§ **Required action**
Go through the following data and transcribe exactly the stretch of lines from the one holding "pub mod global;" to the one holding "pub struct Cli", both included.
*** Opening of Record extracts ***
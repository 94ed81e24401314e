use clap::Parser;

pub mod global;
pub mod root_commands;
pub mod subcommands;

pub use global::{GlobalFlags, OutputFormat};
pub use root_commands::Commands;

/// Top-level CLI parser for the `ereq` binary.
#[derive(Debug, Parser)]
#[command(
    name = "ereq",
    version,
    about = "View, edit, and audit programme entry requirements kept in a Google Sheet"
)]
pub struct Cli {
    #[command(subcommand)]
    pub command: Commands,

    /// Output format: json, table, raw
    #[arg(short, long, global = true, default_value = "json")]
    pub format: OutputFormat,

    /// Max results to return
    #[arg(short, long, global = true)]
    pub limit: Option<u32>,

    /// Quiet mode (errors only)
    #[arg(short, long, global = true)]
    pub quiet: bool,

    /// Verbose mode (debug logging)
    #[arg(short, long, global = true)]
    pub verbose: bool,
}

impl Cli {
    /// Extract ergonomic global flags struct for command handlers.
    #[must_use]
    pub fn global_flags(&self) -> GlobalFlags {
        GlobalFlags {
            format: self.format,
            limit: self.limit,
            quiet: self.quiet,
            verbose: self.verbose,
        }
    }
}
//! In-memory mirror of the records tab.

use std::collections::{BTreeMap, HashMap};

use ereq_core::entities::{FieldSchema, Record, percent_complete};
use ereq_sheets::a1::data_row_number;

use crate::error::StoreError;

/// Every record of the sheet plus the schema taken from its header row.
///
/// Indices are positions in the cache, in sheet order. Each record also
/// remembers the sheet row it was read from, since blank-key rows are
/// dropped on load and would otherwise shift later rows.
#[derive(Debug, Clone)]
pub struct RecordCache {
    schema: FieldSchema,
    records: Vec<Record>,
    sheet_rows: Vec<usize>,
}

impl RecordCache {
    /// Build the cache from a header row followed by data rows.
    ///
    /// Cells are trimmed and rows with an empty key are skipped.
    ///
    /// # Errors
    ///
    /// Returns `StoreError::Schema` if fewer than two rows are supplied, the
    /// header is unusable, or two rows share a key.
    pub fn load<R: AsRef<[S]>, S: AsRef<str>>(rows: &[R]) -> Result<Self, StoreError> {
        let [header, data @ ..] = rows else {
            return Err(StoreError::Schema(
                "expected a header row and at least one data row".into(),
            ));
        };
        if data.is_empty() {
            return Err(StoreError::Schema(
                "expected a header row and at least one data row".into(),
            ));
        }

        let schema = FieldSchema::from_header(header.as_ref())?;
        let mut records = Vec::with_capacity(data.len());
        let mut sheet_rows = Vec::with_capacity(data.len());
        let mut seen: HashMap<String, usize> = HashMap::with_capacity(data.len());

        for (offset, row) in data.iter().enumerate() {
            let Some(record) = Record::from_row(&schema, row.as_ref()) else {
                continue;
            };
            let sheet_row = data_row_number(offset);
            if let Some(first) = seen.insert(record.key.clone(), sheet_row) {
                return Err(StoreError::Schema(format!(
                    "'{}' appears on rows {first} and {sheet_row}",
                    record.key
                )));
            }
            records.push(record);
            sheet_rows.push(sheet_row);
        }

        tracing::debug!(
            records = records.len(),
            qualifications = schema.qualification_names().len(),
            "records loaded"
        );
        Ok(Self {
            schema,
            records,
            sheet_rows,
        })
    }

    #[must_use]
    pub const fn schema(&self) -> &FieldSchema {
        &self.schema
    }

    #[must_use]
    pub fn records(&self) -> &[Record] {
        &self.records
    }

    #[must_use]
    pub fn len(&self) -> usize {
        self.records.len()
    }

    #[must_use]
    pub fn is_empty(&self) -> bool {
        self.records.is_empty()
    }

    /// # Errors
    ///
    /// Returns `StoreError::NotFound` if `index` is out of range.
    pub fn get(&self, index: usize) -> Result<&Record, StoreError> {
        self.records.get(index).ok_or_else(|| not_found(index))
    }

    /// 1-based sheet row the record at `index` lives on.
    ///
    /// # Errors
    ///
    /// Returns `StoreError::NotFound` if `index` is out of range.
    pub fn sheet_row(&self, index: usize) -> Result<usize, StoreError> {
        self.sheet_rows
            .get(index)
            .copied()
            .ok_or_else(|| not_found(index))
    }

    /// Cache index of `key`: an exact match, else the only case-insensitive one.
    ///
    /// # Errors
    ///
    /// Returns `StoreError::NotFound` when nothing matches, or when several
    /// records match case-insensitively and none exactly.
    pub fn index_of(&self, key: &str) -> Result<usize, StoreError> {
        let key = key.trim();
        if let Some(idx) = self.records.iter().position(|r| r.key == key) {
            return Ok(idx);
        }

        let folded = key.to_lowercase();
        let mut matches = self
            .records
            .iter()
            .enumerate()
            .filter(|(_, r)| r.key.to_lowercase() == folded)
            .map(|(idx, _)| idx);
        match (matches.next(), matches.next()) {
            (Some(idx), None) => Ok(idx),
            _ => Err(StoreError::NotFound {
                entity: self.schema.key_name().to_lowercase(),
                id: key.to_string(),
            }),
        }
    }

    /// # Errors
    ///
    /// See [`RecordCache::index_of`].
    pub fn get_by_key(&self, key: &str) -> Result<&Record, StoreError> {
        self.index_of(key).map(|idx| &self.records[idx])
    }

    /// Records whose key contains `query`, ignoring case, in sheet order.
    /// An empty query matches everything.
    pub fn find<'a>(&'a self, query: &str) -> impl Iterator<Item = (usize, &'a Record)> + 'a {
        let needle = query.trim().to_lowercase();
        self.records
            .iter()
            .enumerate()
            .filter(move |(_, r)| needle.is_empty() || r.key.to_lowercase().contains(&needle))
    }

    /// Overwrite one qualification in the cache. No remote effect.
    ///
    /// # Errors
    ///
    /// Returns `StoreError::NotFound` for a bad index and
    /// `StoreError::Validation` for a field outside the schema.
    pub fn update_field(&mut self, index: usize, field: &str, value: &str) -> Result<(), StoreError> {
        if !self.schema.is_qualification(field) {
            return Err(StoreError::Validation(format!(
                "unknown qualification '{field}'"
            )));
        }
        let record = self
            .records
            .get_mut(index)
            .ok_or_else(|| not_found(index))?;
        record.fields.insert(field.to_string(), value.trim().to_string());
        Ok(())
    }

    /// Replace every qualification of a record, keeping its key. Fields
    /// missing from `fields` become empty. No remote effect.
    ///
    /// # Errors
    ///
    /// Returns `StoreError::NotFound` for a bad index and
    /// `StoreError::Validation` for a field outside the schema.
    pub fn update_all_fields(
        &mut self,
        index: usize,
        fields: &BTreeMap<String, String>,
    ) -> Result<(), StoreError> {
        let current = self.get(index)?;
        let replacement =
            Record::new(&self.schema, &current.key, fields)?.keeping_spacers_of(current);
        self.records[index] = replacement;
        Ok(())
    }

    #[must_use]
    pub fn filled_count(&self, record: &Record) -> usize {
        record.filled_count(&self.schema)
    }

    /// Rounded share of filled qualifications, 0 when the schema has none.
    #[must_use]
    pub fn percent_complete(&self, record: &Record) -> u8 {
        percent_complete(
            self.filled_count(record),
            self.schema.qualification_names().len(),
        )
    }
}

fn not_found(index: usize) -> StoreError {
    StoreError::NotFound {
        entity: "record".into(),
        id: format!("#{index}"),
    }
}

#[cfg(test)]
mod tests {
    use super::*;
    use pretty_assertions::assert_eq;
    use rstest::rstest;

    fn rows(data: &[&[&str]]) -> Vec<Vec<String>> {
        data.iter()
            .map(|r| r.iter().map(ToString::to_string).collect())
            .collect()
    }

    fn cache() -> RecordCache {
        RecordCache::load(&rows(&[
            &["Programme", "Maths", "English", "Art"],
            &["Computer Science", "A", "B", ""],
            &["History", "", "A", ""],
            &["Fine Art", "", "", "Portfolio"],
        ]))
        .unwrap()
    }

    #[test]
    fn fresh_load_drops_blank_keys() {
        let cache = RecordCache::load(&rows(&[
            &["Programme", "Maths", "English"],
            &["CS", "A", "B"],
            &["", "x", "y"],
        ]))
        .unwrap();
        assert_eq!(cache.len(), 1);
        assert_eq!(cache.get(0).unwrap().key, "CS");
    }

    #[test]
    fn load_trims_every_cell() {
        let cache = RecordCache::load(&rows(&[
            &[" Programme ", " Maths "],
            &["  CS ", " A* "],
        ]))
        .unwrap();
        assert_eq!(cache.schema().names(), ["Programme", "Maths"]);
        assert_eq!(cache.get(0).unwrap().value("Maths"), "A*");
    }

    #[test]
    fn blank_header_cells_do_not_block_loading() {
        let cache = RecordCache::load(&rows(&[
            &["Programme", "Maths", "", "English", "", "Art"],
            &["CS", "A", "", "B", "", "Portfolio"],
        ]))
        .unwrap();
        assert_eq!(cache.schema().qualification_names(), ["Maths", "English", "Art"]);
        let record = cache.get(0).unwrap();
        assert_eq!(record.value("Art"), "Portfolio");
        assert_eq!(cache.percent_complete(record), 100);
    }

    #[test]
    fn load_needs_header_and_data() {
        let header_only = rows(&[&["Programme", "Maths"]]);
        assert!(matches!(RecordCache::load(&header_only), Err(StoreError::Schema(_))));

        let nothing: Vec<Vec<String>> = Vec::new();
        assert!(matches!(RecordCache::load(&nothing), Err(StoreError::Schema(_))));
    }

    #[test]
    fn load_rejects_duplicate_keys() {
        let err = RecordCache::load(&rows(&[
            &["Programme", "Maths"],
            &["CS", "A"],
            &["History", "B"],
            &["CS", "C"],
        ]))
        .unwrap_err();
        assert_eq!(err.to_string(), "Schema error: 'CS' appears on rows 2 and 4");
    }

    #[test]
    fn sheet_rows_skip_dropped_rows() {
        let cache = RecordCache::load(&rows(&[
            &["Programme", "Maths"],
            &["CS", "A"],
            &["", ""],
            &["History", "B"],
        ]))
        .unwrap();
        assert_eq!(cache.sheet_row(0).unwrap(), 2);
        assert_eq!(cache.sheet_row(1).unwrap(), 4);
    }

    #[test]
    fn get_out_of_range_is_not_found() {
        assert!(matches!(cache().get(9), Err(StoreError::NotFound { .. })));
    }

    #[test]
    fn get_by_key_prefers_exact_match() {
        let cache = cache();
        assert_eq!(cache.get_by_key("History").unwrap().key, "History");
        assert_eq!(cache.get_by_key("history").unwrap().key, "History");
        assert!(matches!(
            cache.get_by_key("Physics"),
            Err(StoreError::NotFound { .. })
        ));
    }

    #[test]
    fn get_by_key_rejects_ambiguous_case_match() {
        let cache = RecordCache::load(&rows(&[
            &["Programme", "Maths"],
            &["Law", "A"],
            &["LAW", "B"],
        ]))
        .unwrap();
        assert_eq!(cache.get_by_key("LAW").unwrap().value("Maths"), "B");
        assert!(cache.get_by_key("law").is_err());
    }

    #[rstest]
    #[case("", 3)]
    #[case("art", 1)]
    #[case("SCIENCE", 1)]
    #[case("  hist ", 1)]
    #[case("physics", 0)]
    fn find_is_case_insensitive(#[case] query: &str, #[case] expected: usize) {
        assert_eq!(cache().find(query).count(), expected);
    }

    #[test]
    fn update_field_changes_cache_only_for_known_fields() {
        let mut cache = cache();
        cache.update_field(1, "Maths", " B ").unwrap();
        assert_eq!(cache.get(1).unwrap().value("Maths"), "B");
        assert!(matches!(
            cache.update_field(1, "Programme", "x"),
            Err(StoreError::Validation(_))
        ));
    }

    #[test]
    fn update_all_fields_keeps_key_and_schema_order() {
        let mut cache = cache();
        let fields = BTreeMap::from([
            ("Art".to_string(), "Portfolio".to_string()),
            ("Maths".to_string(), "A".to_string()),
        ]);
        cache.update_all_fields(1, &fields).unwrap();
        assert_eq!(
            cache.get(1).unwrap().to_row(cache.schema()),
            vec!["History", "A", "", "Portfolio"]
        );
    }

    #[rstest]
    #[case(0, 67)]
    #[case(1, 33)]
    #[case(2, 33)]
    fn percent_complete_rounds(#[case] index: usize, #[case] expected: u8) {
        let cache = cache();
        let record = cache.get(index).unwrap();
        assert_eq!(cache.percent_complete(record), expected);
    }

    #[test]
    fn percent_complete_without_qualifications_is_zero() {
        let cache = RecordCache::load(&rows(&[&["Programme"], &["CS"]])).unwrap();
        assert_eq!(cache.percent_complete(cache.get(0).unwrap()), 0);
    }
}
*** Close of Record extracts ***
§ **Your response**
pub mod global;
pub mod root_commands;
pub mod subcommands;

pub use global::{GlobalFlags, OutputFormat};
pub use root_commands::Commands;

/// Top-level CLI parser for the `ereq` binary.
#[derive(Debug, Parser)]
#[command(
    name = "ereq",
    version,
    about = "View, edit, and audit programme entry requirements kept in a Google Sheet"
)]
pub struct Cli {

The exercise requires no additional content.